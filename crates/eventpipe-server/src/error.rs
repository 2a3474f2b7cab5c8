use thiserror::Error;

/// Server error types
#[derive(Error, Debug)]
pub enum ServerError {
    #[error("configuration error: {source}")]
    Config {
        #[from]
        source: eventpipe_config::ConfigError,
    },

    #[error("storage error: {source}")]
    Storage {
        #[from]
        source: eventpipe_storage::StorageError,
    },

    #[error("signal handling error: {message}")]
    Signal { message: String },

    #[error("IO error: {source}")]
    Io {
        #[from]
        source: std::io::Error,
    },
}

impl ServerError {
    /// Create a signal handling error
    pub fn signal(message: impl Into<String>) -> Self {
        Self::Signal {
            message: message.into(),
        }
    }
}

/// Result type alias for server operations
pub type Result<T> = std::result::Result<T, ServerError>;

#[cfg(test)]
mod tests {
    use super::*;
    use pretty_assertions::assert_eq;

    #[test]
    fn test_signal_error_display() {
        let actual = ServerError::signal("registration failed");
        assert_eq!(
            format!("{actual}"),
            "signal handling error: registration failed"
        );
    }

    #[test]
    fn test_config_error_conversion() {
        let fixture = eventpipe_config::ConfigError::validation("bad");
        let actual = ServerError::from(fixture);
        assert!(matches!(actual, ServerError::Config { .. }));
    }
}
☆ ☆ ☆ ☆ ☆
YOUR TASK ▸
Everything in the material above is to be copied exactly.

YOUR RESPONSE ▸
filename crates/eventpipe-server/src/error.rs
repository 2a3474f2b7cab5c8
use thiserror::Error;

/// Server error types
#[derive(Error, Debug)]
pub enum ServerError {
    #[error("configuration error: {source}")]
    Config {
        #[from]
        source: eventpipe_config::ConfigError,
    },

    #[error("storage error: {source}")]
    Storage {
        #[from]
        source: eventpipe_storage::StorageError,
    },

    #[error("signal handling error: {message}")]
    Signal { message: String },

    #[error("IO error: {source}")]
    Io {
        #[from]
        source: std::io::Error,
    },
}

impl ServerError {
    /// Create a signal handling error
    pub fn signal(message: impl Into<String>) -> Self {
        Self::Signal {
            message: message.into(),
        }
    }
}

/// Result type alias for server operations
pub type Result<T> = std::result::Result<T, ServerError>;

#[cfg(test)]
mod tests {
    use super::*;
    use pretty_assertions::assert_eq;

    #[test]
    fn test_signal_error_display() {
        let actual = ServerError::signal("registration failed");
        assert_eq!(
            format!("{actual}"),
            "signal handling error: registration failed"
        );
    }

    #[test]
    fn test_config_error_conversion() {
        let fixture = eventpipe_config::ConfigError::validation("bad");
        let actual = ServerError::from(fixture);
        assert!(matches!(actual, ServerError::Config { .. }));
    }
}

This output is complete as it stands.